Этот человек назывался художником!
— Ах! — воскликнул на прощание Перли, принося свои творения, красоты которых любезно указывал. — Красивая голова! Руке только можно сделать замечание. Но вы знаете (подмигнул с улыбкой Яну), что и знаменитый Рабрант плохо писал руки, а что касается рисунка, так был совсем плох.
— Однако же, — промолвил Ян, будучи не в состоянии удержаться, — я видел во Флоренции его портреты, и там руки выписаны изумительно.
— Но наверно ли это Рабранта? — спросил, улыбаясь, Перли. — Ведь он, насколько знаю, писал одни лишь огни, ночные освещения или же теневатости!
Ян ничего не ответил. Перли мог даже думать, что побил его, тогда как тот не видел необходимости объяснять что-то этому человеку. Шли медленно по улицам, Ян слова не сказал Мамоничу.
— Скажи мне, — промолвил, наконец, он, — к чему знакомство с подобными людьми? Это ведь мазилки.
— Увы! Ты правду сказал.
— Тогда на что они мне?
— Я уже тебе говорил и повторяю. Это в большей еще степени интриганы, чем мазилки, — ответил Мамонич. — Может быть они, по крайней мере, меньше будут тебе вредить, если знакомство с тобой польстит им, если их разоружит, в чем пока сомневаюсь. В случае если я ошибусь, все-таки это любопытные наблюдения. И такую шушеру надо знать… Знаешь что? — продолжал, колеблясь, Мамонич, — я бы показал тебе нечто гораздо более достойное внимания твоего, как человека, и как художника, нечто особенное, оригинальное, но… но…
— Что же тебе мешает?
— Что? Тысяча причин, тысяча поводов.
— Не понимаю, разве только нас туда не пустят?
— О, напротив, примут с благодарностью.
— Тогда не понимаю, почему нам не пойти, раз мы были у Мручкевича и Перли?
— Так как это посещение разве только для удовольствия; пользы от него никакой, даже кто знает, не повредит ли?
— Скажи мне толком и не мучь меня дольше.
— О, опять рассказ, целая история! И история еврея художника.

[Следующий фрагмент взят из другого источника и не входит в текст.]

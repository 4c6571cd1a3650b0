//! Call-site enumeration and compatibility checking.
//!
//! `call_sites` walks a parsed source tree through an explicit node ladder:
//! statement containers (program, def, class, module, begin, if, unless,
//! while, until, case/when, else, block, lambda, parentheses), assignment
//! values, boolean operators, array/hash elements, splats, return and yield
//! arguments, and calls themselves (receiver, arguments, block). Nodes
//! outside the ladder are not descended into.

use std::fmt;

use ruby_prism::Node;
use serde::{Deserialize, Serialize};

use crate::{
    args::CallArg,
    diff::ChangedMethod,
    signature::{BindFailure, CallOutcome},
};

/// One observed method call.
#[derive(Debug, Clone, PartialEq, Eq, Serialize, Deserialize)]
pub struct CallSite {
    /// The callee name (`foo` in `obj.foo(1)`).
    pub name: String,
    /// Descriptors for the supplied arguments, in order. Block arguments
    /// and attached blocks are not arguments and do not appear.
    pub args: Vec<CallArg>,
    /// 1-based source line of the call.
    pub line: usize,
    /// The call's source text.
    pub source: String,
}

/// Collects every call site reachable through the traversal ladder.
#[must_use]
pub fn call_sites(source: &str) -> Vec<CallSite> {
    let parsed = ruby_prism::parse(source.as_bytes());
    let mut sites = Vec::new();
    walk(&parsed.node(), source, &mut sites);
    sites
}

fn walk(node: &Node<'_>, source: &str, sites: &mut Vec<CallSite>) {
    if let Some(program) = node.as_program_node() {
        walk(&program.statements().as_node(), source, sites);
        return;
    }
    if let Some(statements) = node.as_statements_node() {
        for child in statements.body().iter() {
            walk(&child, source, sites);
        }
        return;
    }
    if let Some(call) = node.as_call_node() {
        let args = call.arguments().map_or_else(Vec::new, |arguments| {
            arguments.arguments().iter().map(|arg| CallArg::from_node(&arg)).collect()
        });
        sites.push(CallSite {
            name: String::from_utf8_lossy(call.name().as_slice()).into_owned(),
            args,
            line: line_of(source, call.location().start_offset()),
            source: String::from_utf8_lossy(call.location().as_slice()).into_owned(),
        });
        if let Some(receiver) = call.receiver() {
            walk(&receiver, source, sites);
        }
        if let Some(arguments) = call.arguments() {
            for arg in arguments.arguments().iter() {
                walk(&arg, source, sites);
            }
        }
        if let Some(block) = call.block() {
            walk(&block, source, sites);
        }
        return;
    }
    if let Some(def) = node.as_def_node() {
        if let Some(body) = def.body() {
            walk(&body, source, sites);
        }
        return;
    }
    if let Some(class) = node.as_class_node() {
        if let Some(body) = class.body() {
            walk(&body, source, sites);
        }
        return;
    }
    if let Some(module) = node.as_module_node() {
        if let Some(body) = module.body() {
            walk(&body, source, sites);
        }
        return;
    }
    if let Some(begin) = node.as_begin_node() {
        if let Some(statements) = begin.statements() {
            walk(&statements.as_node(), source, sites);
        }
        return;
    }
    if let Some(if_node) = node.as_if_node() {
        walk(&if_node.predicate(), source, sites);
        if let Some(statements) = if_node.statements() {
            walk(&statements.as_node(), source, sites);
        }
        if let Some(subsequent) = if_node.subsequent() {
            walk(&subsequent, source, sites);
        }
        return;
    }
    if let Some(unless_node) = node.as_unless_node() {
        walk(&unless_node.predicate(), source, sites);
        if let Some(statements) = unless_node.statements() {
            walk(&statements.as_node(), source, sites);
        }
        if let Some(else_clause) = unless_node.else_clause() {
            walk(&else_clause.as_node(), source, sites);
        }
        return;
    }
    if let Some(while_node) = node.as_while_node() {
        walk(&while_node.predicate(), source, sites);
        if let Some(statements) = while_node.statements() {
            walk(&statements.as_node(), source, sites);
        }
        return;
    }
    if let Some(until_node) = node.as_until_node() {
        walk(&until_node.predicate(), source, sites);
        if let Some(statements) = until_node.statements() {
            walk(&statements.as_node(), source, sites);
        }
        return;
    }
    if let Some(case) = node.as_case_node() {
        if let Some(predicate) = case.predicate() {
            walk(&predicate, source, sites);
        }
        for condition in case.conditions().iter() {
            walk(&condition, source, sites);
        }
        if let Some(else_clause) = case.else_clause() {
            walk(&else_clause.as_node(), source, sites);
        }
        return;
    }
    if let Some(when) = node.as_when_node() {
        for condition in when.conditions().iter() {
            walk(&condition, source, sites);
        }
        if let Some(statements) = when.statements() {
            walk(&statements.as_node(), source, sites);
        }
        return;
    }
    if let Some(else_clause) = node.as_else_node() {
        if let Some(statements) = else_clause.statements() {
            walk(&statements.as_node(), source, sites);
        }
        return;
    }
    if let Some(block) = node.as_block_node() {
        if let Some(body) = block.body() {
            walk(&body, source, sites);
        }
        return;
    }
    if let Some(lambda) = node.as_lambda_node() {
        if let Some(body) = lambda.body() {
            walk(&body, source, sites);
        }
        return;
    }
    if let Some(parens) = node.as_parentheses_node() {
        if let Some(body) = parens.body() {
            walk(&body, source, sites);
        }
        return;
    }
    if let Some(write) = node.as_local_variable_write_node() {
        walk(&write.value(), source, sites);
        return;
    }
    if let Some(write) = node.as_instance_variable_write_node() {
        walk(&write.value(), source, sites);
        return;
    }
    if let Some(write) = node.as_constant_write_node() {
        walk(&write.value(), source, sites);
        return;
    }
    if let Some(and) = node.as_and_node() {
        walk(&and.left(), source, sites);
        walk(&and.right(), source, sites);
        return;
    }
    if let Some(or) = node.as_or_node() {
        walk(&or.left(), source, sites);
        walk(&or.right(), source, sites);
        return;
    }
    if let Some(array) = node.as_array_node() {
        for element in array.elements().iter() {
            walk(&element, source, sites);
        }
        return;
    }
    if let Some(hash) = node.as_hash_node() {
        for element in hash.elements().iter() {
            walk(&element, source, sites);
        }
        return;
    }
    if let Some(hash) = node.as_keyword_hash_node() {
        for element in hash.elements().iter() {
            walk(&element, source, sites);
        }
        return;
    }
    if let Some(assoc) = node.as_assoc_node() {
        walk(&assoc.key(), source, sites);
        walk(&assoc.value(), source, sites);
        return;
    }
    if let Some(splat) = node.as_splat_node() {
        if let Some(expression) = splat.expression() {
            walk(&expression, source, sites);
        }
        return;
    }
    if let Some(ret) = node.as_return_node() {
        if let Some(arguments) = ret.arguments() {
            for arg in arguments.arguments().iter() {
                walk(&arg, source, sites);
            }
        }
        return;
    }
    if let Some(yield_node) = node.as_yield_node() {
        if let Some(arguments) = yield_node.arguments() {
            for arg in arguments.arguments().iter() {
                walk(&arg, source, sites);
            }
        }
    }
}

/// 1-based line of a byte offset.
fn line_of(source: &str, offset: usize) -> usize {
    source
        .as_bytes()
        .get(..offset)
        .map_or(0, |prefix| prefix.iter().filter(|&&byte| byte == b'\n').count())
        + 1
}

/// A call site that no longer binds to a changed definition.
#[derive(Debug, Clone, PartialEq, Eq, Serialize, Deserialize)]
pub struct Incompatibility {
    pub line: usize,
    pub call_source: String,
    pub method_name: String,
    pub failure: BindFailure,
}

impl fmt::Display for Incompatibility {
    fn fmt(&self, f: &mut fmt::Formatter<'_>) -> fmt::Result {
        write!(
            f,
            "line {}: `{}` does not match `{}`: {}",
            self.line, self.call_source, self.method_name, self.failure
        )
    }
}

/// Checks every call site in `source` against the added side of each change.
///
/// Call names that differ from a changed method are skipped through the
/// matcher's own name check; only genuine binding failures are reported.
#[must_use]
pub fn check_source(source: &str, changed: &[ChangedMethod]) -> Vec<Incompatibility> {
    let sites = call_sites(source);
    let mut findings = Vec::new();
    for change in changed {
        let Some(def) = change.added.as_ref() else { continue };
        for site in &sites {
            match def.callable(&site.name, &site.args) {
                CallOutcome::Bindable | CallOutcome::NotBindable(BindFailure::NameMismatch) => {}
                CallOutcome::NotBindable(failure) => findings.push(Incompatibility {
                    line: site.line,
                    call_source: site.source.clone(),
                    method_name: def.name().to_owned(),
                    failure,
                }),
            }
        }
    }
    findings.sort_by_key(|finding| finding.line);
    findings
}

Если хочешь повидать Иону Пальмера, сначала расскажу тебе о нем. Будь только терпелив.
— Еврей художник! — сказал удивленный Ян. — Действительно, что-то странное!
— Да, да! Оригинальное явление. Знаешь и понимаешь, что такое у нас еврей. Еврей еще до сих пор существо заклейменное, проклятое как в средние века, презираемое и унижаемое всеми. Если б мы после пана Мручкевича, жена которого урожденная Дубинская, и после Перли посетили простого еврея, первые двое, узнав, могли бы не на шутку рассердиться. Но я думаю, что они не узнают. Иона стоит в тысячу раз больше их, но он еврей. Этого достаточно. Что касается меня, то я никогда не могу видеть без чувства жалости этого бедного человека. Гораздо выше по образованию здешних своих соплеменников, он между тем не отрекся ни от презираемого некоторыми понапрасну народа, ни от ненавистного всем вероисповедания. Он понял, что отделаться от победителей можно; но оставить братьев в несчастье подло. Иона, посетивший Палестину, часто рассказывал мне о положении палестинских евреев, об упадке образования среди избранного народа Божьего. Никогда не забуду
Они были уже у дверей жалкого одноэтажного еврейского дома, им пришлось перепрыгивать во дворе через канавы, а наверх взбираться по ступенькам, покрытым кучами грязи.
Поднявшись, друзья прошли ужасно затхлые комнаты, где целые семейства теснились на нескольких квадратных метрах, учась, ссорясь, считая, торгуя, любя и хозяйничая в тесноте. Через корыта, ведра с помоями, задевая порванные занавески и множество стоящих и висящих детских люлек, они протиснулись, наконец, к запертой комнате, которую им отпер сам хозяин.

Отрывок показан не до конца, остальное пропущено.